> **Task**
Please say how many lines of the listing hold "StatusCode", with no other words in the answer.

#### Supplied records ####

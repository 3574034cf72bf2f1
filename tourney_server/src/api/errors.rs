//! Mapping of library errors onto HTTP responses.

use axum::{Json, http::StatusCode};
use serde::{Deserialize, Serialize};
use tourney::{BracketError, LeaderboardError, RecommendError};

use crate::{logging, metrics};

#[derive(Debug, Serialize, Deserialize)]
pub struct ErrorResponse {
    pub error: String,
}

/// Error half of every handler's result
pub type ApiError = (StatusCode, Json<ErrorResponse>);

fn respond(status: StatusCode, error: String) -> ApiError {
    (status, Json(ErrorResponse { error }))
}

/// Record an unreachable store and answer 503
fn unavailable(operation: &str, error: &dyn std::fmt::Display, message: String) -> ApiError {
    logging::log_store_failure(operation, error);
    metrics::store_unavailable_total(operation);
    respond(StatusCode::SERVICE_UNAVAILABLE, message)
}

pub fn bracket_error(operation: &str, e: BracketError) -> ApiError {
    let status = match &e {
        BracketError::BracketNotFound(_) | BracketError::MatchNotFound(_) => StatusCode::NOT_FOUND,
        BracketError::DuplicateBracket { .. } | BracketError::InvalidState(_) => {
            StatusCode::CONFLICT
        }
        BracketError::InvalidInput(_) => StatusCode::BAD_REQUEST,
        BracketError::Store(_) => return unavailable(operation, &e, e.client_message()),
    };
    respond(status, e.client_message())
}

pub fn recommend_error(operation: &str, e: RecommendError) -> ApiError {
    let status = match &e {
        RecommendError::NotFound(_) => StatusCode::NOT_FOUND,
        RecommendError::AlreadyDecided(_) => StatusCode::CONFLICT,
        RecommendError::InvalidInput(_) => StatusCode::BAD_REQUEST,
        RecommendError::Store(_) => return unavailable(operation, &e, e.client_message()),
    };
    respond(status, e.client_message())
}

pub fn leaderboard_error(operation: &str, e: LeaderboardError) -> ApiError {
    match e {
        LeaderboardError::Load(inner) => bracket_error(operation, inner),
        other @ LeaderboardError::BracketNotFound(_) => {
            respond(StatusCode::NOT_FOUND, other.client_message())
        }
    }
}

####

> **Exercise result**
11